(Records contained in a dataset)
_ _ _

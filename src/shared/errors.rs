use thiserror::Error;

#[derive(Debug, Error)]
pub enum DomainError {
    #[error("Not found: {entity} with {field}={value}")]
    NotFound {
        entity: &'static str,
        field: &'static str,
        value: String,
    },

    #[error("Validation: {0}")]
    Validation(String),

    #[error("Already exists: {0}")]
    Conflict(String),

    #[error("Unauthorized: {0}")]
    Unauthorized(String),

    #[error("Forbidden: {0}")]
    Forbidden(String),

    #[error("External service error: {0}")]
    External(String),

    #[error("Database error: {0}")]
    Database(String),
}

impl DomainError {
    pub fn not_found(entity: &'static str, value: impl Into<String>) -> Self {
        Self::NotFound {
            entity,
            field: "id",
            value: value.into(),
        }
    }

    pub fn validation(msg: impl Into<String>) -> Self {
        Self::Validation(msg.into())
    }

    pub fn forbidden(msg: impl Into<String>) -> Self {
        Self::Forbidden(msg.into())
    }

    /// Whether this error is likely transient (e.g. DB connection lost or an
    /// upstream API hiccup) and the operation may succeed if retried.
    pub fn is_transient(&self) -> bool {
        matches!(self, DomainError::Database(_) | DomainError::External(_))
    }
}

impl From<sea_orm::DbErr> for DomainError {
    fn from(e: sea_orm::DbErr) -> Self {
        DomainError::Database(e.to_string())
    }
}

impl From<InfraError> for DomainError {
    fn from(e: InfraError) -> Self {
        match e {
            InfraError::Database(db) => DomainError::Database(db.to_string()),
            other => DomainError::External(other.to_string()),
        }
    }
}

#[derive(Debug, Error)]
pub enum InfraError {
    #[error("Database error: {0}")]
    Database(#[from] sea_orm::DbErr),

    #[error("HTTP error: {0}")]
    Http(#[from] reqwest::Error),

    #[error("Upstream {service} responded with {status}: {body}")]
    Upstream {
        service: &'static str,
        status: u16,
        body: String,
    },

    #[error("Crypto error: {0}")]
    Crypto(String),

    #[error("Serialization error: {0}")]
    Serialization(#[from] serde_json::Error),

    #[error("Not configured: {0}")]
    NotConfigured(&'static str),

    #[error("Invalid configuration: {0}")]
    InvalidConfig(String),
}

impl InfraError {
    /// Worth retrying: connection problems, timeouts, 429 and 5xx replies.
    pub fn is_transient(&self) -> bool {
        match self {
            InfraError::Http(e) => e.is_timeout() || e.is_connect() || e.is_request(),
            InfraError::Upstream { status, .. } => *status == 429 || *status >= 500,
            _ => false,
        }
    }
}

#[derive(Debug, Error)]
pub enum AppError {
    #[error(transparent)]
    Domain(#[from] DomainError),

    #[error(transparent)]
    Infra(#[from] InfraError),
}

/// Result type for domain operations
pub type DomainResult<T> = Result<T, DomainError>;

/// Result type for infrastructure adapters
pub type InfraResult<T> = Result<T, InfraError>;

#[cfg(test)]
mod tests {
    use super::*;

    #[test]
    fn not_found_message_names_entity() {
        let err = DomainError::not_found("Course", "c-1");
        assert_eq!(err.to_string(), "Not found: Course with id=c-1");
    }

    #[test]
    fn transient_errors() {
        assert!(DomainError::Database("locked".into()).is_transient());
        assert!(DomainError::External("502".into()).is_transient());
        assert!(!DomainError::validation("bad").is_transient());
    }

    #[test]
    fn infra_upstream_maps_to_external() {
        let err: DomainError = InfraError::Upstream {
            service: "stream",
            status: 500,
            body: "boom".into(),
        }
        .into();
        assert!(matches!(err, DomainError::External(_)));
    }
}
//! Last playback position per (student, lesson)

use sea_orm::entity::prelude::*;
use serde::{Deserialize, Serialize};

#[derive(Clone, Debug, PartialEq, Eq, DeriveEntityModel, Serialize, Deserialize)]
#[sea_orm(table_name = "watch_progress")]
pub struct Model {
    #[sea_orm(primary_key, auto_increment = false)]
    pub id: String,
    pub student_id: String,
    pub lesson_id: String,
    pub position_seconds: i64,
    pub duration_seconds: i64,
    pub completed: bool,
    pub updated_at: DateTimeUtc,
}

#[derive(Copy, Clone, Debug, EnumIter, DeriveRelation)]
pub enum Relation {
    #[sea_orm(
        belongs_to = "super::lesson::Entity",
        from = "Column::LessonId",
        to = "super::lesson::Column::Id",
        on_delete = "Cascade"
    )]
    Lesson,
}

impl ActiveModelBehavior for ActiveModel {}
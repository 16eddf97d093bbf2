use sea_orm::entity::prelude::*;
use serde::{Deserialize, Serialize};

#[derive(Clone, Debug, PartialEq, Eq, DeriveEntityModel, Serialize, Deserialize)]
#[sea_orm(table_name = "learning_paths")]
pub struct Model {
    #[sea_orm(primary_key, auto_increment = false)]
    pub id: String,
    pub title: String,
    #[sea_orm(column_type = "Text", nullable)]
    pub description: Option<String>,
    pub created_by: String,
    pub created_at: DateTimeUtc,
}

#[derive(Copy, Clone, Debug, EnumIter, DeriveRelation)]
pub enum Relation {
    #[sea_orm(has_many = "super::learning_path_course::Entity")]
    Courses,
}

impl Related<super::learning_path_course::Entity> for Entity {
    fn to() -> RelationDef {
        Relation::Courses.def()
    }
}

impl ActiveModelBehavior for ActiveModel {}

_ _ _

What you need to do:
Write the data out again in full. Match it word for word.

Exercise result:
filename src/shared/errors.rs
use thiserror::Error;

#[derive(Debug, Error)]
pub enum DomainError {
    #[error("Not found: {entity} with {field}={value}")]
    NotFound {
        entity: &'static str,
        field: &'static str,
        value: String,
    },

    #[error("Validation: {0}")]
    Validation(String),

    #[error("Already exists: {0}")]
    Conflict(String),

    #[error("Unauthorized: {0}")]
    Unauthorized(String),

    #[error("Forbidden: {0}")]
    Forbidden(String),

    #[error("External service error: {0}")]
    External(String),

    #[error("Database error: {0}")]
    Database(String),
}

impl DomainError {
    pub fn not_found(entity: &'static str, value: impl Into<String>) -> Self {
        Self::NotFound {
            entity,
            field: "id",
            value: value.into(),
        }
    }

    pub fn validation(msg: impl Into<String>) -> Self {
        Self::Validation(msg.into())
    }

    pub fn forbidden(msg: impl Into<String>) -> Self {
        Self::Forbidden(msg.into())
    }

    /// Whether this error is likely transient (e.g. DB connection lost or an
    /// upstream API hiccup) and the operation may succeed if retried.
    pub fn is_transient(&self) -> bool {
        matches!(self, DomainError::Database(_) | DomainError::External(_))
    }
}

impl From<sea_orm::DbErr> for DomainError {
    fn from(e: sea_orm::DbErr) -> Self {
        DomainError::Database(e.to_string())
    }
}

impl From<InfraError> for DomainError {
    fn from(e: InfraError) -> Self {
        match e {
            InfraError::Database(db) => DomainError::Database(db.to_string()),
            other => DomainError::External(other.to_string()),
        }
    }
}

#[derive(Debug, Error)]
pub enum InfraError {
    #[error("Database error: {0}")]
    Database(#[from] sea_orm::DbErr),

    #[error("HTTP error: {0}")]
    Http(#[from] reqwest::Error),

    #[error("Upstream {service} responded with {status}: {body}")]
    Upstream {
        service: &'static str,
        status: u16,
        body: String,
    },

    #[error("Crypto error: {0}")]
    Crypto(String),

    #[error("Serialization error: {0}")]
    Serialization(#[from] serde_json::Error),

    #[error("Not configured: {0}")]
    NotConfigured(&'static str),

    #[error("Invalid configuration: {0}")]
    InvalidConfig(String),
}

impl InfraError {
    /// Worth retrying: connection problems, timeouts, 429 and 5xx replies.
    pub fn is_transient(&self) -> bool {
        match self {
            InfraError::Http(e) => e.is_timeout() || e.is_connect() || e.is_request(),
            InfraError::Upstream { status, .. } => *status == 429 || *status >= 500,
            _ => false,
        }
    }
}

#[derive(Debug, Error)]
pub enum AppError {
    #[error(transparent)]
    Domain(#[from] DomainError),

    #[error(transparent)]
    Infra(#[from] InfraError),
}

/// Result type for domain operations
pub type DomainResult<T> = Result<T, DomainError>;

/// Result type for infrastructure adapters
pub type InfraResult<T> = Result<T, InfraError>;

#[cfg(test)]
mod tests {
    use super::*;

    #[test]
    fn not_found_message_names_entity() {
        let err = DomainError::not_found("Course", "c-1");
        assert_eq!(err.to_string(), "Not found: Course with id=c-1");
    }

    #[test]
    fn transient_errors() {
        assert!(DomainError::Database("locked".into()).is_transient());
        assert!(DomainError::External("502".into()).is_transient());
        assert!(!DomainError::validation("bad").is_transient());
    }

    #[test]
    fn infra_upstream_maps_to_external() {
        let err: DomainError = InfraError::Upstream {
            service: "stream",
            status: 500,
            body: "boom".into(),
        }
        .into();
        assert!(matches!(err, DomainError::External(_)));
    }
}
//! Last playback position per (student, lesson)

use sea_orm::entity::prelude::*;
use serde::{Deserialize, Serialize};

#[derive(Clone, Debug, PartialEq, Eq, DeriveEntityModel, Serialize, Deserialize)]
#[sea_orm(table_name = "watch_progress")]
pub struct Model {
    #[sea_orm(primary_key, auto_increment = false)]
    pub id: String,
    pub student_id: String,
    pub lesson_id: String,
    pub position_seconds: i64,
    pub duration_seconds: i64,
    pub completed: bool,
    pub updated_at: DateTimeUtc,
}

#[derive(Copy, Clone, Debug, EnumIter, DeriveRelation)]
pub enum Relation {
    #[sea_orm(
        belongs_to = "super::lesson::Entity",
        from = "Column::LessonId",
        to = "super::lesson::Column::Id",
        on_delete = "Cascade"
    )]
    Lesson,
}

impl ActiveModelBehavior for ActiveModel {}
repository 16eddf97d093bbf2
use sea_orm::entity::prelude::*;
use serde::{Deserialize, Serialize};

#[derive(Clone, Debug, PartialEq, Eq, DeriveEntityModel, Serialize, Deserialize)]
#[sea_orm(table_name = "learning_paths")]
pub struct Model {
    #[sea_orm(primary_key, auto_increment = false)]
    pub id: String,
    pub title: String,
    #[sea_orm(column_type = "Text", nullable)]
    pub description: Option<String>,
    pub created_by: String,
    pub created_at: DateTimeUtc,
}

#[derive(Copy, Clone, Debug, EnumIter, DeriveRelation)]
pub enum Relation {
    #[sea_orm(has_many = "super::learning_path_course::Entity")]
    Courses,
}

impl Related<super::learning_path_course::Entity> for Entity {
    fn to() -> RelationDef {
        Relation::Courses.def()
    }
}

impl ActiveModelBehavior for ActiveModel {}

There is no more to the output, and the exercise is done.